Can Congressmen actually tell us what causes inflation? We asked.
August 18, 2022
We at Accuracy in Media went to talk to members of Congress about what causes inflation. Because those members don’t like being asked difficult questions by the people who merely pay the bills, we sent AIM President Adam Guillette to ask them outside their offices. Our video shows how it went.
Several simply didn’t answer, but their silence meant we can’t tell you whether they just didn’t want to say or they don’t know. Others gave answers of a type – Cheri Bustos (D-Ill. 17) told us that “Democrats are on it. We’re going to do everything we can to get it in the right place.” She went on, when pressed as to what that might be, that everything, to say “Well, I think President Biden’s already doing everything….” which is interesting because the one thing the Presidency doesn’t have is power over inflation – we’ll get to that.

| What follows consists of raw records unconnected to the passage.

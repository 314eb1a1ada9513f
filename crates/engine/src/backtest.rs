//! Один прогон бэктеста: аллокация (один раз) → активность → эффективность
//! → дневной объём → комиссии.

use serde::Serialize;
use tracing::debug;

use analytics::activity::track_all;
use analytics::efficiency::efficiency_all;
use analytics::fees::distribute_fees;
use analytics::volume::attribute_daily_volume;
use analytics::{EfficiencyStats, FeeDistribution, FeeParams};
use core_types::types::{Money, TimestampMs};
use liquidity::{AllocationParams, PerStrategy, PoolAnchor, StrategyAllocation, WeightParams, allocate_all};
use market::snapshot::period_slice;
use market::{Candle, Snapshot, UtcDay};

use crate::error::BacktestError;

#[derive(Debug, Copy, Clone, PartialEq)]
pub struct RunParams {
    pub total_liquidity_usd: f64,
    pub bin_range_percent: f64,
    /// 0 = вся история
    pub period_days: u32,
    pub weights: WeightParams,
    pub fees: FeeParams,
}

/// Итог стратегии за окно
#[derive(Debug, Copy, Clone, PartialEq, Default, Serialize)]
pub struct StrategyPerformance {
    pub time_in_range: f64,
    pub avg_utilization_when_active: f64,
    pub liquidity_efficiency: f64,
    pub peak_utilization: f64,
    pub utilization_stability: f64,
    pub fees_usd: f64,
}

impl StrategyPerformance {
    pub fn new(eff: &EfficiencyStats, fees: Money) -> Self {
        Self {
            time_in_range: eff.time_in_range,
            avg_utilization_when_active: eff.avg_utilization_when_active,
            liquidity_efficiency: eff.overall_efficiency,
            peak_utilization: eff.peak_utilization,
            utilization_stability: eff.utilization_stability,
            fees_usd: fees.0,
        }
    }
}

#[derive(Debug, Clone, PartialEq)]
pub struct BacktestReport {
    pub params: RunParams,
    pub window_start: TimestampMs,
    pub window_end: TimestampMs,
    pub snapshot_count: usize,
    pub anchor: PoolAnchor,
    pub allocations: PerStrategy<StrategyAllocation>,
    pub efficiency: PerStrategy<EfficiencyStats>,
    pub fees: FeeDistribution,
    pub performance: PerStrategy<StrategyPerformance>,
    /// дни без свечи: комиссии за них не считались
    pub missing_market_data_days: Vec<UtcDay>,
}

pub fn anchor_of(snapshot: &Snapshot) -> PoolAnchor {
    PoolAnchor {
        active_bin: snapshot.active_bin(),
        price: snapshot.price(),
        bin_step: snapshot.bin_step,
    }
}

/// Границы окна периода по отсортированным снапшотам.
pub fn window_bounds(snapshots: &[Snapshot], period_days: u32) -> Option<(TimestampMs, TimestampMs)> {
    let window = period_slice(snapshots, period_days);
    Some((window.first()?.ts(), window.last()?.ts()))
}

/// Прогон на уже вырезанном окне.
pub fn run_window(
    window: &[Snapshot],
    candles: &[Candle],
    params: RunParams,
) -> Result<BacktestReport, BacktestError> {
    let (Some(first), Some(last)) = (window.first(), window.last()) else {
        return Err(BacktestError::EmptyWindow {
            period_days: params.period_days,
        });
    };

    let anchor = anchor_of(first);
    let allocations = allocate_all(
        anchor,
        AllocationParams {
            total_liquidity: Money(params.total_liquidity_usd),
            range_percent: params.bin_range_percent,
            weights: params.weights,
        },
    )?;

    let activity = track_all(&allocations, window);
    let efficiency = efficiency_all(&allocations, window, &activity);

    let volume = attribute_daily_volume(window, candles);
    let fees = distribute_fees(&volume, &allocations, params.fees);

    let performance = efficiency.map(|s, eff| StrategyPerformance::new(eff, *fees.strategy_fees.get(s)));

    debug!(
        snapshots = window.len(),
        bins = allocations.spot.bins.len(),
        days = fees.days.len(),
        missing_days = volume.missing_days.len(),
        "backtest window done"
    );

    Ok(BacktestReport {
        params,
        window_start: first.ts(),
        window_end: last.ts(),
        snapshot_count: window.len(),
        anchor,
        allocations,
        efficiency,
        fees,
        performance,
        missing_market_data_days: volume.missing_days,
    })
}

/// Полный прогон: вырезает окно period_days и считает его.
pub fn run_backtest(
    snapshots: &[Snapshot],
    candles: &[Candle],
    params: RunParams,
) -> Result<BacktestReport, BacktestError> {
    run_window(period_slice(snapshots, params.period_days), candles, params)
}

#[cfg(test)]
mod tests {
    use super::*;
    use crate::test_support::{DAY, candles_for_days, history};
    use liquidity::AllocationError;

    fn params(period_days: u32) -> RunParams {
        RunParams {
            total_liquidity_usd: 1000.0,
            bin_range_percent: 1.0,
            period_days,
            weights: WeightParams::default(),
            fees: FeeParams::default(),
        }
    }

    #[test]
    fn allocation_is_anchored_on_first_window_snapshot() {
        let snaps = history(&[100, 100, 101, 102, 103, 103, 104, 104], 4);
        // окно 1 день → только последние снапшоты
        let rep = run_backtest(&snaps, &[], params(1)).unwrap();
        assert_eq!(rep.anchor.active_bin.0, rep.allocations.spot.bins[1].bin_id.0);
        assert!(rep.snapshot_count < snaps.len());
        assert_eq!(rep.window_end, snaps.last().unwrap().ts());
    }

    #[test]
    fn time_in_range_matches_counts() {
        let snaps = history(&[100, 101, 102, 99, 100, 150], 6);
        let rep = run_backtest(&snaps, &[], params(0)).unwrap();
        // бины 99..=101: в диапазоне 4 из 6
        assert!((rep.performance.spot.time_in_range - 4.0 / 6.0).abs() < 1e-12);
        assert_eq!(rep.performance.spot.time_in_range, rep.performance.curve.time_in_range);
    }

    #[test]
    fn missing_candles_zero_fees_but_keep_efficiency() {
        let snaps = history(&[100, 100, 101, 101], 2);
        let rep = run_backtest(&snaps, &[], params(0)).unwrap();
        for (_, p) in rep.performance.iter() {
            assert_eq!(p.fees_usd, 0.0);
            assert!(p.time_in_range > 0.0);
        }
        assert_eq!(rep.missing_market_data_days.len(), 2);
    }

    #[test]
    fn fees_flow_to_strategies_with_candles() {
        let snaps = history(&[100, 100, 101, 101], 2);
        let candles = candles_for_days(&snaps, 0.40, 0.42, 100_000.0);
        let rep = run_backtest(&snaps, &candles, params(0)).unwrap();
        assert!(rep.missing_market_data_days.is_empty());
        assert!(rep.performance.spot.fees_usd > 0.0);
        // 2 дня по 328 USD на пул
        let pool: f64 = rep.fees.bin_wise_fees.values().map(|m| m.0).sum();
        assert!((pool - 656.0).abs() < 1e-6);
    }

    #[test]
    fn empty_window_is_an_error() {
        assert_eq!(
            run_backtest(&[], &[], params(7)).unwrap_err(),
            BacktestError::EmptyWindow { period_days: 7 }
        );
    }

    #[test]
    fn invalid_budget_surfaces_allocation_error() {
        let snaps = history(&[100], 1);
        let mut p = params(0);
        p.total_liquidity_usd = -5.0;
        assert!(matches!(
            run_backtest(&snaps, &[], p),
            Err(BacktestError::Allocation(AllocationError::InvalidParameter { .. }))
        ));
    }

    #[test]
    fn rerun_is_identical() {
        let snaps = history(&[100, 101, 99, 100, 102, 98, 100], 3);
        let candles = candles_for_days(&snaps, 1.0, 1.1, 5000.0);
        let a = run_backtest(&snaps, &candles, params(0)).unwrap();
        let b = run_backtest(&snaps, &candles, params(0)).unwrap();
        assert_eq!(a, b);
    }

    #[test]
    fn window_bounds_follow_period() {
        let snaps = history(&[1, 2, 3, 4], 4);
        let (start, end) = window_bounds(&snaps, 1).unwrap();
        assert!(end.0 - start.0 <= DAY);
        assert!(window_bounds(&[], 1).is_none());
    }
}
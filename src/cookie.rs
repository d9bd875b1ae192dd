//! HTTP Cookies

use std::borrow::Cow;
use std::convert::TryInto;
use std::fmt;
use std::sync::RwLock;
use std::time::SystemTime;

use bytes::BufMut;

use crate::header::HeaderValue;

/// Actions for a persistent cookie store providing session support.
pub trait CookieStore: Send + Sync {
    /// Store a set of Set-Cookie header values received from `url`
    fn set_cookies(&self, cookie_headers: &mut dyn Iterator<Item = &HeaderValue>, url: &url::Url);

    /// Get any Cookie values in the store for `url`
    fn cookies(&self, url: &url::Url) -> Option<HeaderValue>;
}

/// A single HTTP cookie.
#[derive(Debug, Clone)]
pub struct Cookie<'a>(cookie_crate::Cookie<'a>);

/// A good default `CookieStore` implementation.
///
/// This is the implementation used when the cookie-jar option is simply set
/// to `true`. No public-suffix policy is applied. This type is exposed to
/// allow creating one and filling it with some existing cookies more
/// easily, before handing it to a client.
#[derive(Debug, Default)]
pub struct Jar(RwLock<cookie_store::CookieStore>);

// ===== impl Cookie =====

impl<'a> Cookie<'a> {
    pub(crate) fn parse(value: &'a HeaderValue) -> Result<Cookie<'a>, CookieParseError> {
        std::str::from_utf8(value.as_bytes())
            .map_err(cookie_crate::ParseError::from)
            .and_then(cookie_crate::Cookie::parse)
            .map_err(CookieParseError)
            .map(Cookie)
    }

    /// Creates a new `Cookie` instance from the given name and value.
    pub fn new<N, V>(name: N, value: V) -> Cookie<'a>
    where
        N: Into<Cow<'a, str>>,
        V: Into<Cow<'a, str>>,
    {
        Cookie(cookie_crate::Cookie::new(name, value))
    }

    /// The name of the cookie.
    pub fn name(&self) -> &str {
        self.0.name()
    }

    /// The value of the cookie.
    pub fn value(&self) -> &str {
        self.0.value()
    }

    /// Returns true if the 'HttpOnly' directive is enabled.
    pub fn http_only(&self) -> bool {
        self.0.http_only().unwrap_or(false)
    }

    /// Returns true if the 'Secure' directive is enabled.
    pub fn secure(&self) -> bool {
        self.0.secure().unwrap_or(false)
    }

    /// Returns the path directive of the cookie, if set.
    pub fn path(&self) -> Option<&str> {
        self.0.path()
    }

    /// Returns the domain directive of the cookie, if set.
    pub fn domain(&self) -> Option<&str> {
        self.0.domain()
    }

    /// Get the Max-Age information.
    pub fn max_age(&self) -> Option<std::time::Duration> {
        self.0.max_age().and_then(|d| d.try_into().ok())
    }

    /// The cookie expiration time.
    pub fn expires(&self) -> Option<SystemTime> {
        match self.0.expires() {
            Some(cookie_crate::Expiration::DateTime(offset)) => Some(SystemTime::from(offset)),
            None | Some(cookie_crate::Expiration::Session) => None,
        }
    }

    /// Converts `self` into a `Cookie` with a static lifetime with as few
    /// allocations as possible.
    pub fn into_owned(self) -> Cookie<'static> {
        Cookie(self.0.into_owned())
    }

    pub(crate) fn as_raw(&self) -> &cookie_crate::Cookie<'a> {
        &self.0
    }
}

impl fmt::Display for Cookie<'_> {
    fn fmt(&self, f: &mut fmt::Formatter) -> fmt::Result {
        self.0.fmt(f)
    }
}

pub(crate) fn extract_response_cookie_headers(
    headers: &http::HeaderMap,
) -> impl Iterator<Item = &'_ HeaderValue> {
    headers.get_all(crate::header::SET_COOKIE).iter()
}

pub(crate) fn extract_response_cookies(
    headers: &http::HeaderMap,
) -> impl Iterator<Item = Result<Cookie<'_>, CookieParseError>> {
    headers
        .get_all(crate::header::SET_COOKIE)
        .iter()
        .map(Cookie::parse)
}

/// Error representing a parse failure of a 'Set-Cookie' header.
pub(crate) struct CookieParseError(cookie_crate::ParseError);

impl fmt::Debug for CookieParseError {
    fn fmt(&self, f: &mut fmt::Formatter) -> fmt::Result {
        self.0.fmt(f)
    }
}

impl fmt::Display for CookieParseError {
    fn fmt(&self, f: &mut fmt::Formatter) -> fmt::Result {
        self.0.fmt(f)
    }
}

impl std::error::Error for CookieParseError {}

// ===== impl Jar =====

impl Jar {
    /// Add a cookie str to this jar.
    ///
    /// # Example
    ///
    /// ```
    /// use httpclient::cookie::Jar;
    /// use httpclient::Url;
    ///
    /// let cookie = "foo=bar; Domain=yolo.local";
    /// let url = "https://yolo.local".parse::<Url>().unwrap();
    ///
    /// let jar = Jar::default();
    /// jar.add_cookie_str(cookie, &url);
    /// ```
    pub fn add_cookie_str(&self, cookie: &str, url: &url::Url) {
        let cookies = cookie_crate::Cookie::parse(cookie)
            .ok()
            .map(|c| c.into_owned())
            .into_iter();
        self.0.write().unwrap().store_response_cookies(cookies, url);
    }

    /// Add a cookie to this jar.
    pub fn add_cookie(&self, cookie: Cookie<'_>, url: &url::Url) {
        let _ = self
            .0
            .write()
            .unwrap()
            .insert_raw(cookie.as_raw(), url);
    }

    /// Removes a `Cookie` from the jar.
    pub fn remove(&self, name: &str, url: &url::Url) {
        if let Some(domain) = url.host_str() {
            self.0.write().unwrap().remove(domain, url.path(), name);
        }
    }

    /// Clear the contents of the jar.
    pub fn clear(&self) {
        self.0.write().unwrap().clear();
    }
}

impl CookieStore for Jar {
    fn set_cookies(&self, cookie_headers: &mut dyn Iterator<Item = &HeaderValue>, url: &url::Url) {
        let iter =
            cookie_headers.filter_map(|val| Cookie::parse(val).map(|c| c.0.into_owned()).ok());

        self.0.write().unwrap().store_response_cookies(iter, url);
    }

    fn cookies(&self, url: &url::Url) -> Option<HeaderValue> {
        let mut out = bytes::BytesMut::with_capacity(64);
        let lock = self.0.read().unwrap();
        for (name, value) in lock.get_request_values(url) {
            if !out.is_empty() {
                out.put(&b"; "[..]);
            }
            out.put(name.as_bytes());
            out.put(&b"="[..]);
            out.put(value.as_bytes());
        }

        if out.is_empty() {
            None
        } else {
            HeaderValue::from_maybe_shared(out.freeze()).ok()
        }
    }
}

#[cfg(test)]
mod tests {
    use super::*;
    use url::Url;

    #[test]
    fn jar_round_trip() {
        let jar = Jar::default();
        let url = Url::parse("http://example.local/").unwrap();

        jar.add_cookie_str("foo=bar", &url);
        jar.add_cookie(Cookie::new("baz", "qux"), &url);

        let header = CookieStore::cookies(&jar, &url).unwrap();
        let value = header.to_str().unwrap();
        assert!(value.contains("foo=bar"));
        assert!(value.contains("baz=qux"));

        jar.remove("foo", &url);
        let header = CookieStore::cookies(&jar, &url).unwrap();
        assert!(!header.to_str().unwrap().contains("foo=bar"));

        jar.clear();
        assert!(CookieStore::cookies(&jar, &url).is_none());
    }

    #[test]
    fn set_cookies_stores_response_cookies() {
        let jar = Jar::default();
        let url = Url::parse("http://example.local/").unwrap();

        let header = HeaderValue::from_static("session=abc123; Path=/");
        let headers = vec![header];
        jar.set_cookies(&mut headers.iter(), &url);

        let cookies = CookieStore::cookies(&jar, &url).unwrap();
        assert_eq!(cookies.to_str().unwrap(), "session=abc123");
    }
}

Hakeem Jeffries (D-N.Y. 8) gave us a rhetorical question as a response.
“Do you think the American people want an academic discussion on inflation?” she asked. “Or would they rather know that we’re doing something to lower costs for everyday Americans? What do you think? “ Which does still leave the original question unanswered – what causes inflation?
Marjorie Taylor Greene (R-Ga. 14) simply said, “Too much government spending,” which is at least a part of it, yes.
Mo Brooks (R-Ala. 5) was the standout technical answer: “There are a number of different factors that cause inflation. In no particular order: our deficit and debt which is devaluing the American currency, the rising cost of energy because of the policies that are an attack on energy production, paying people not to work, regulatory burdens that increase the cost of production of American goods and taxes that also increase the cost of producing American goods. Plus any number of other factors.”
“Do you think most Congressmen read books about economics?” Guillette asked.
“No, I’m absolutely certain that most do not. I happen to have graduated from Duke University with a distinction in economics, their highest honor. So I do,” Brooks answered.
We should also note that our interviewer managed to not only wear a suit and tie in Washington D.C., in August, while outside, but also remain perky while doing so. Above and beyond there.